Eine kalte Angst packt mich, schnürt mir den Hals zusammen, so dass ich kaum Luft holen kann. Sie erinnert mich daran, dass ich nur nach diesen Klempnern suche und nach dem, was sie in dieses Wörterbuch geschrieben haben, um zu beweisen, dass sie meinen Freund getötet haben, nicht ich.
»Ich sagte, Ausweis«, wiederholt der Agent.
»Ja … natürlich … Entschuldigung.« Ich zücke meinen Ausweis. »Arme hoch«, blafft er mich an und zieht einen schwarz-gelben Stab aus seinem Gürtel, der wie eine flache Taschenlampe aussieht. Ein Metalldetektor.
Klar.
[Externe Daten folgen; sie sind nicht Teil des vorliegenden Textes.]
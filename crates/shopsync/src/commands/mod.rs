//! Command handlers, one module per entity surface.

pub mod config_cmd;
pub mod manufacturers;
pub mod options;
pub mod orders;
pub mod overview;
pub mod products;

mod util;

use shopsync_core::Console;

use crate::cli::{Command, GlobalOpts};
use crate::error::CliError;

/// Dispatch a parsed command against the mounted console.
pub async fn dispatch(
    command: Command,
    console: &mut Console,
    global: &GlobalOpts,
) -> Result<(), CliError> {
    match command {
        Command::Products(args) => products::handle(console, args, global).await,
        Command::Manufacturers(args) => manufacturers::handle(console, args, global).await,
        Command::Options(args) => options::handle(console, args, global).await,
        Command::Orders(args) => orders::handle(console, args, global).await,
        Command::Overview => overview::handle(console, global).await,
        // Config is dispatched in main before a console exists.
        Command::Config(_) => Ok(()),
    }
}
//! The whole console on one screen: all four collections, loaded
//! concurrently the way the page mounts them.

use owo_colors::OwoColorize;
use serde_json::json;

use shopsync_core::Console;

use crate::cli::{GlobalOpts, OutputFormat};
use crate::error::CliError;
use crate::output;

pub async fn handle(console: &mut Console, global: &GlobalOpts) -> Result<(), CliError> {
    console.refresh_all().await;

    // A failed section keeps its previous (empty) collection; surface
    // the first recorded failure so the exit code is honest.
    let first_error = console
        .products
        .last_error()
        .or_else(|| console.manufacturers.last_error())
        .or_else(|| console.options.last_error())
        .or_else(|| console.orders.last_error());
    if let Some(message) = first_error {
        return Err(CliError::from_swallowed(message));
    }

    match global.output {
        OutputFormat::Json | OutputFormat::JsonCompact | OutputFormat::Yaml => {
            let combined = json!({
                "products": console.products.items(),
                "manufacturers": console.manufacturers.items(),
                "options": console.options.items(),
                "orders": console.orders.items(),
            });
            let out = match global.output {
                OutputFormat::Json => output::render_json_pretty(&combined),
                OutputFormat::JsonCompact => output::render_json_compact(&combined),
                _ => output::render_yaml(&combined),
            };
            output::print_output(&out, global.quiet);
        }
        OutputFormat::Table | OutputFormat::Plain => {
            if global.quiet {
                return Ok(());
            }
            println!(
                "{}  {} products · {} manufacturers · {} options · {} orders",
                "shopsync".bold().cyan(),
                console.products.items().len(),
                console.manufacturers.items().len(),
                console.options.items().len(),
                console.orders.items().len(),
            );

            section("Products", console.products.items(), |p| {
                format!("{}  {}  ({})", p.id, p.name, p.sku)
            });
            section("Manufacturers", console.manufacturers.items(), |m| {
                format!("{}  {}", m.id, m.name)
            });
            section("Product options", console.options.items(), |o| {
                format!("{}  {}", o.id, o.name)
            });
            section("Customer orders", console.orders.items(), |o| {
                format!("{}  {}  ${}", o.firstname, o.email, o.total)
            });
        }
    }

    Ok(())
}

fn section<T>(title: &str, items: &[T], line: impl Fn(&T) -> String) {
    println!("\n{}", title.bold());
    if items.is_empty() {
        println!("  (none)");
        return;
    }
    for item in items {
        println!("  {}", line(item));
    }
}
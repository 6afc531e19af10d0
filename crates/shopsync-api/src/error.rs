use thiserror::Error;

/// Top-level error type for the `shopsync-api` crate.
///
/// Covers every failure mode of the catalog API surface: transport,
/// credential rejection, non-success statuses, and payload decoding.
/// `shopsync-core` decides what to do with these — controllers log and
/// swallow them rather than letting them halt a collection.
#[derive(Debug, Error)]
pub enum Error {
    // ── Transport ───────────────────────────────────────────────────
    /// HTTP transport error (connection refused, DNS failure, etc.)
    #[error("HTTP transport error: {0}")]
    Transport(#[from] reqwest::Error),

    /// URL parsing error (bad base URL or a malformed hypermedia link).
    #[error("Invalid URL: {0}")]
    InvalidUrl(#[from] url::ParseError),

    // ── Credentials ─────────────────────────────────────────────────
    /// The configured access key contains bytes that cannot travel in a header.
    #[error("Invalid access key: not a valid header value")]
    InvalidAccessKey,

    /// The catalog service rejected the access key (HTTP 401/403).
    #[error("Access denied (HTTP {status}): check the configured access key")]
    AccessDenied { status: u16 },

    // ── Catalog API ─────────────────────────────────────────────────
    /// Non-success response from the catalog service.
    #[error("Catalog API error (HTTP {status}): {message}")]
    Api { status: u16, message: String },

    // ── Hypermedia ──────────────────────────────────────────────────
    /// A collection summary is missing the link needed to resolve its detail.
    #[error("Missing '{rel}' link in {entity} summary")]
    MissingDetailLink {
        entity: &'static str,
        rel: &'static str,
    },

    /// A detail response nested its record but the sequence was empty.
    #[error("Empty {entity} detail envelope")]
    EmptyDetail { entity: &'static str },

    // ── Data ────────────────────────────────────────────────────────
    /// JSON deserialization failed, with the raw body for debugging.
    #[error("Deserialization error: {message}")]
    Deserialization { message: String, body: String },
}

impl Error {
    /// Returns `true` if this is a "not found" error.
    pub fn is_not_found(&self) -> bool {
        match self {
            Self::Transport(e) => e.status() == Some(reqwest::StatusCode::NOT_FOUND),
            Self::Api { status: 404, .. } => true,
            _ => false,
        }
    }

    /// Returns `true` if the access key was missing or rejected.
    pub fn is_access_denied(&self) -> bool {
        matches!(self, Self::AccessDenied { .. })
    }
}
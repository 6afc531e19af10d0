// Catalog API HTTP client
//
// Wraps `reqwest::Client` with catalog-specific URL construction, the
// `access-key` credential header, and response decoding. All endpoint
// groups (products, manufacturers, etc.) are implemented as inherent
// methods via separate files to keep this module focused on transport
// mechanics.

use std::time::Duration;

use reqwest::header::HeaderValue;
use secrecy::{ExposeSecret, SecretString};
use serde::Serialize;
use serde::de::DeserializeOwned;
use tracing::debug;
use url::Url;

use crate::error::Error;
use crate::transport::TransportConfig;

/// Explicit client configuration: the request target root and the
/// credential attached to authenticated endpoints.
///
/// Constructed once (typically by `shopsync-config`) and handed to
/// [`CatalogClient::new`] — nothing in the client reads ambient
/// environment state.
#[derive(Debug, Clone)]
pub struct ApiConfig {
    /// Catalog service root, e.g. `http://localhost:5000`.
    pub base_url: Url,
    /// Access key sent as the `access-key` header on authenticated
    /// endpoints. Orders are served without it.
    pub access_key: Option<SecretString>,
    /// Transport-level request timeout.
    pub timeout: Duration,
}

impl ApiConfig {
    pub fn new(base_url: Url) -> Self {
        Self {
            base_url,
            access_key: None,
            timeout: Duration::from_secs(30),
        }
    }

    pub fn with_access_key(mut self, key: SecretString) -> Self {
        self.access_key = Some(key);
        self
    }
}

/// Async client for the catalog REST API.
///
/// One instance serves all four entity surfaces. Collection endpoints
/// for products and manufacturers return hypermedia summaries; the
/// `list_*` methods resolve every summary through its embedded detail
/// link before exposing the collection.
pub struct CatalogClient {
    http: reqwest::Client,
    base_url: Url,
    /// Pre-built `access-key` header value, marked sensitive so it never
    /// shows up in debug logs.
    access_key: Option<HeaderValue>,
}

impl CatalogClient {
    /// Create a new client from an [`ApiConfig`].
    pub fn new(config: &ApiConfig) -> Result<Self, Error> {
        let transport = TransportConfig {
            timeout: config.timeout,
            ..TransportConfig::default()
        };
        let http = transport.build_client()?;

        let access_key = match &config.access_key {
            Some(secret) => {
                let mut value = HeaderValue::from_str(secret.expose_secret())
                    .map_err(|_| Error::InvalidAccessKey)?;
                value.set_sensitive(true);
                Some(value)
            }
            None => None,
        };

        Ok(Self {
            http,
            base_url: config.base_url.clone(),
            access_key,
        })
    }

    /// Wrap a pre-built `reqwest::Client` (used by tests).
    pub fn with_client(http: reqwest::Client, base_url: Url, access_key: Option<&str>) -> Self {
        let access_key = access_key.and_then(|k| HeaderValue::from_str(k).ok());
        Self {
            http,
            base_url,
            access_key,
        }
    }

    /// The catalog service root.
    pub fn base_url(&self) -> &Url {
        &self.base_url
    }

    // ── URL builder ──────────────────────────────────────────────────

    /// Join an absolute API path (e.g. `/api/product/`) onto the base URL.
    ///
    /// Hypermedia detail links arrive as absolute paths too, so the same
    /// join handles both static routes and server-provided hrefs.
    pub(crate) fn url(&self, path: &str) -> Result<Url, Error> {
        Ok(self.base_url.join(path)?)
    }

    /// Apply the `access-key` header when the endpoint requires it.
    fn apply_access_key(&self, builder: reqwest::RequestBuilder, authed: bool) -> reqwest::RequestBuilder {
        match (&self.access_key, authed) {
            (Some(key), true) => builder.header("access-key", key.clone()),
            _ => builder,
        }
    }

    // ── Request helpers ──────────────────────────────────────────────

    /// Send a GET request and decode the JSON response body.
    pub(crate) async fn get_json<T: DeserializeOwned>(
        &self,
        path: &str,
        authed: bool,
    ) -> Result<T, Error> {
        let url = self.url(path)?;
        debug!("GET {url}");

        let builder = self.apply_access_key(self.http.get(url), authed);
        let resp = builder.send().await.map_err(Error::Transport)?;

        handle_response(resp).await
    }

    /// Send a POST with a JSON body. The catalog service replies with a
    /// plain-text confirmation; the body carries no usable contract, so
    /// only the status is checked.
    pub(crate) async fn post_no_response(
        &self,
        path: &str,
        body: &(impl Serialize + Sync),
        authed: bool,
    ) -> Result<(), Error> {
        let url = self.url(path)?;
        debug!("POST {url}");

        let builder = self.apply_access_key(self.http.post(url).json(body), authed);
        let resp = builder.send().await.map_err(Error::Transport)?;

        handle_empty(resp).await
    }

    /// Send a PUT with a JSON body, status-checked only.
    pub(crate) async fn put_no_response(
        &self,
        path: &str,
        body: &(impl Serialize + Sync),
        authed: bool,
    ) -> Result<(), Error> {
        let url = self.url(path)?;
        debug!("PUT {url}");

        let builder = self.apply_access_key(self.http.put(url).json(body), authed);
        let resp = builder.send().await.map_err(Error::Transport)?;

        handle_empty(resp).await
    }

    /// Send a DELETE, status-checked only.
    pub(crate) async fn delete_no_response(&self, path: &str, authed: bool) -> Result<(), Error> {
        let url = self.url(path)?;
        debug!("DELETE {url}");

        let builder = self.apply_access_key(self.http.delete(url), authed);
        let resp = builder.send().await.map_err(Error::Transport)?;

        handle_empty(resp).await
    }
}

// ── Response handling ────────────────────────────────────────────────

/// Map a credential rejection or non-success status to a typed error.
async fn check_status(resp: reqwest::Response) -> Result<reqwest::Response, Error> {
    let status = resp.status();

    if status == reqwest::StatusCode::UNAUTHORIZED || status == reqwest::StatusCode::FORBIDDEN {
        return Err(Error::AccessDenied {
            status: status.as_u16(),
        });
    }

    if !status.is_success() {
        let body = resp.text().await.unwrap_or_default();
        return Err(Error::Api {
            status: status.as_u16(),
            message: body.chars().take(200).collect(),
        });
    }

    Ok(resp)
}

async fn handle_response<T: DeserializeOwned>(resp: reqwest::Response) -> Result<T, Error> {
    let resp = check_status(resp).await?;

    let body = resp.text().await.map_err(Error::Transport)?;
    serde_json::from_str(&body).map_err(|e| {
        let preview: String = body.chars().take(200).collect();
        Error::Deserialization {
            message: format!("{e} (body preview: {preview:?})"),
            body,
        }
    })
}

async fn handle_empty(resp: reqwest::Response) -> Result<(), Error> {
    check_status(resp).await.map(|_| ())
}
// ── Entity descriptors ──
//
// The generic controller is parameterized by these traits instead of
// being written four times. `CatalogEntity` is the read side shared by
// every entity; `MutableEntity` adds the form/draft machinery and the
// create/update/delete calls. Orders implement only the read side.

use std::future::Future;

use chrono::Utc;

use shopsync_api::models::{
    ManufacturerUpdate, NewManufacturer, NewOption, NewProduct, OptionUpdate, ProductUpdate,
};
use shopsync_api::{CatalogClient, Error as ApiError};

use crate::convert::format_timestamp;
use crate::model::{
    EntityId, Manufacturer, ManufacturerDraft, OptionDraft, OptionItem, Order, Product,
    ProductDraft,
};

/// The read side of a catalog entity: how to fetch its collection.
pub trait CatalogEntity: Clone + Send + Sync + 'static {
    /// Label used in logs and user-facing confirmations.
    const LABEL: &'static str;

    /// Pending-form type. `()` for read-only entities.
    type Draft: Clone + Default + Send + Sync + 'static;

    /// Fetch the full collection in server list order.
    fn list(client: &CatalogClient) -> impl Future<Output = Result<Vec<Self>, ApiError>> + Send;
}

/// The write side: drafts, requiredness, mutations, and the optimistic
/// echo applied between a successful update and its authoritative
/// refetch.
pub trait MutableEntity: CatalogEntity {
    fn id(&self) -> EntityId;

    /// Names of required form fields currently empty — the programmatic
    /// stand-in for input-level requiredness. A non-empty result blocks
    /// submission before any request is issued.
    fn missing_required(draft: &Self::Draft) -> Vec<&'static str>;

    fn create(
        client: &CatalogClient,
        draft: &Self::Draft,
    ) -> impl Future<Output = Result<(), ApiError>> + Send;

    fn update(
        client: &CatalogClient,
        id: EntityId,
        draft: &Self::Draft,
    ) -> impl Future<Output = Result<(), ApiError>> + Send;

    fn delete(
        client: &CatalogClient,
        id: EntityId,
    ) -> impl Future<Output = Result<(), ApiError>> + Send;

    /// Seed an edit draft from the record's current values.
    fn seed_draft(&self) -> Self::Draft;

    /// Best-effort local echo of a submitted edit, using the same
    /// canonical field names as the record itself. Transient: the
    /// post-update refetch overwrites it wholesale.
    fn apply_draft(&self, draft: &Self::Draft) -> Self;
}

// ── Product ─────────────────────────────────────────────────────────

impl CatalogEntity for Product {
    const LABEL: &'static str = "product";
    type Draft = ProductDraft;

    fn list(client: &CatalogClient) -> impl Future<Output = Result<Vec<Self>, ApiError>> + Send {
        async move {
            let records = client.list_products().await?;
            Ok(records.into_iter().map(Product::from).collect())
        }
    }
}

impl MutableEntity for Product {
    fn id(&self) -> EntityId {
        self.id
    }

    fn missing_required(draft: &Self::Draft) -> Vec<&'static str> {
        draft.missing_required()
    }

    fn create(
        client: &CatalogClient,
        draft: &Self::Draft,
    ) -> impl Future<Output = Result<(), ApiError>> + Send {
        let payload = NewProduct {
            name: draft.name.clone(),
            description: draft.description.clone(),
            sku: draft.sku.clone(),
            manufacturer_id: draft.manufacturer_id.map(EntityId::as_i64).unwrap_or_default(),
            quantity: draft.quantity.unwrap_or_default(),
            image: draft.image.clone(),
            price: draft.price.unwrap_or_default(),
            width: draft.width.unwrap_or_default(),
            // Client-generated creation timestamp, stamped at submission
            // when the form left it unset.
            date_added: format_timestamp(draft.date_added.unwrap_or_else(Utc::now)),
            selected_options: draft.selected_options.iter().map(|id| id.as_i64()).collect(),
        };
        async move { client.create_product(&payload).await }
    }

    fn update(
        client: &CatalogClient,
        id: EntityId,
        draft: &Self::Draft,
    ) -> impl Future<Output = Result<(), ApiError>> + Send {
        let payload = ProductUpdate {
            name: draft.name.clone(),
            description: draft.description.clone(),
            sku: draft.sku.clone(),
            quantity: draft.quantity.unwrap_or_default(),
            image: draft.image.clone(),
            price: draft.price.unwrap_or_default(),
            width: draft.width.unwrap_or_default(),
        };
        async move { client.update_product(id.as_i64(), &payload).await }
    }

    fn delete(
        client: &CatalogClient,
        id: EntityId,
    ) -> impl Future<Output = Result<(), ApiError>> + Send {
        client.delete_product(id.as_i64())
    }

    fn seed_draft(&self) -> Self::Draft {
        ProductDraft {
            name: self.name.clone(),
            description: self.description.clone(),
            sku: self.sku.clone(),
            // The manufacturer reference and creation timestamp are not
            // editable; seeding them keeps the draft complete.
            manufacturer_id: self.manufacturer_id,
            quantity: Some(self.quantity),
            image: self.image.clone(),
            price: Some(self.price),
            width: Some(self.width),
            date_added: self.date_added,
            selected_options: Vec::new(),
        }
    }

    fn apply_draft(&self, draft: &Self::Draft) -> Self {
        let mut patched = self.clone();
        patched.name = draft.name.clone();
        patched.description = draft.description.clone();
        patched.sku = draft.sku.clone();
        patched.quantity = draft.quantity.unwrap_or(self.quantity);
        patched.image = draft.image.clone();
        patched.price = draft.price.unwrap_or(self.price);
        patched.width = draft.width.unwrap_or(self.width);
        patched
    }
}

// ── Manufacturer ────────────────────────────────────────────────────

impl CatalogEntity for Manufacturer {
    const LABEL: &'static str = "manufacturer";
    type Draft = ManufacturerDraft;

    fn list(client: &CatalogClient) -> impl Future<Output = Result<Vec<Self>, ApiError>> + Send {
        async move {
            let records = client.list_manufacturers().await?;
            Ok(records.into_iter().map(Manufacturer::from).collect())
        }
    }
}

impl MutableEntity for Manufacturer {
    fn id(&self) -> EntityId {
        self.id
    }

    fn missing_required(draft: &Self::Draft) -> Vec<&'static str> {
        draft.missing_required()
    }

    fn create(
        client: &CatalogClient,
        draft: &Self::Draft,
    ) -> impl Future<Output = Result<(), ApiError>> + Send {
        let payload = NewManufacturer {
            name: draft.name.clone(),
            image: draft.image.clone(),
            description: draft.description.clone(),
        };
        async move { client.create_manufacturer(&payload).await }
    }

    fn update(
        client: &CatalogClient,
        id: EntityId,
        draft: &Self::Draft,
    ) -> impl Future<Output = Result<(), ApiError>> + Send {
        let payload = ManufacturerUpdate {
            name: draft.name.clone(),
            description: draft.description.clone(),
            image: draft.image.clone(),
        };
        async move { client.update_manufacturer(id.as_i64(), &payload).await }
    }

    fn delete(
        client: &CatalogClient,
        id: EntityId,
    ) -> impl Future<Output = Result<(), ApiError>> + Send {
        client.delete_manufacturer(id.as_i64())
    }

    fn seed_draft(&self) -> Self::Draft {
        ManufacturerDraft {
            name: self.name.clone(),
            image: self.image.clone(),
            description: self.description.clone(),
        }
    }

    fn apply_draft(&self, draft: &Self::Draft) -> Self {
        Self {
            id: self.id,
            name: draft.name.clone(),
            image: draft.image.clone(),
            description: draft.description.clone(),
        }
    }
}

// ── Option ──────────────────────────────────────────────────────────

impl CatalogEntity for OptionItem {
    const LABEL: &'static str = "option";
    type Draft = OptionDraft;

    fn list(client: &CatalogClient) -> impl Future<Output = Result<Vec<Self>, ApiError>> + Send {
        async move {
            let records = client.list_options().await?;
            Ok(records.into_iter().map(OptionItem::from).collect())
        }
    }
}

impl MutableEntity for OptionItem {
    fn id(&self) -> EntityId {
        self.id
    }

    fn missing_required(draft: &Self::Draft) -> Vec<&'static str> {
        draft.missing_required()
    }

    fn create(
        client: &CatalogClient,
        draft: &Self::Draft,
    ) -> impl Future<Output = Result<(), ApiError>> + Send {
        let payload = NewOption {
            name: draft.name.clone(),
            image: draft.image.clone(),
        };
        async move { client.create_option(&payload).await }
    }

    fn update(
        client: &CatalogClient,
        id: EntityId,
        draft: &Self::Draft,
    ) -> impl Future<Output = Result<(), ApiError>> + Send {
        let payload = OptionUpdate {
            name: draft.name.clone(),
            image: draft.image.clone(),
        };
        async move { client.update_option(id.as_i64(), &payload).await }
    }

    fn delete(
        client: &CatalogClient,
        id: EntityId,
    ) -> impl Future<Output = Result<(), ApiError>> + Send {
        client.delete_option(id.as_i64())
    }

    fn seed_draft(&self) -> Self::Draft {
        OptionDraft {
            name: self.name.clone(),
            image: self.image.clone(),
        }
    }

    fn apply_draft(&self, draft: &Self::Draft) -> Self {
        Self {
            id: self.id,
            name: draft.name.clone(),
            image: draft.image.clone(),
        }
    }
}

// ── Order (read-only) ───────────────────────────────────────────────

impl CatalogEntity for Order {
    const LABEL: &'static str = "order";
    type Draft = ();

    fn list(client: &CatalogClient) -> impl Future<Output = Result<Vec<Self>, ApiError>> + Send {
        async move {
            let records = client.list_orders().await?;
            Ok(records.into_iter().map(Order::from).collect())
        }
    }
}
Er kennt meinen Namen und weiß, dass ich ihn heute betreue. Klar, dass sie mich nicht in seine Nähe lassen, ohne mich gründlich zu durchsuchen.
Als er mit dem Stab unter meine Arme fährt, blinzele ich einmal kurz und sehe Orlandos Kinn mit dem Grübchen, das breite Lächeln, wie er den Kaffeebecher festhält und Clementine und mich in den Raum führt. Ich blinzele noch mal und sehe nur den leeren, hellblauen Gang.
»Kein Grund zur Nervosität«, meint der Secret-Service-Agent und befestigt einen Button an meinem Revers, der besagt, dass ich keine Metallteile an mir habe. Dann bedeutet er mir mit einem Handzeichen, dass ich den SCIF betreten darf. »Der Präsident beißt nicht. Meistens jedenfalls.«
Ich kann nicht mal so tun, als fände ich das lustig, und marschiere rasch durch den Gang zur Gegensprechanlage an der Wand. Ich drücke auf den Knopf, und ein rotes Licht fängt an zu blinken.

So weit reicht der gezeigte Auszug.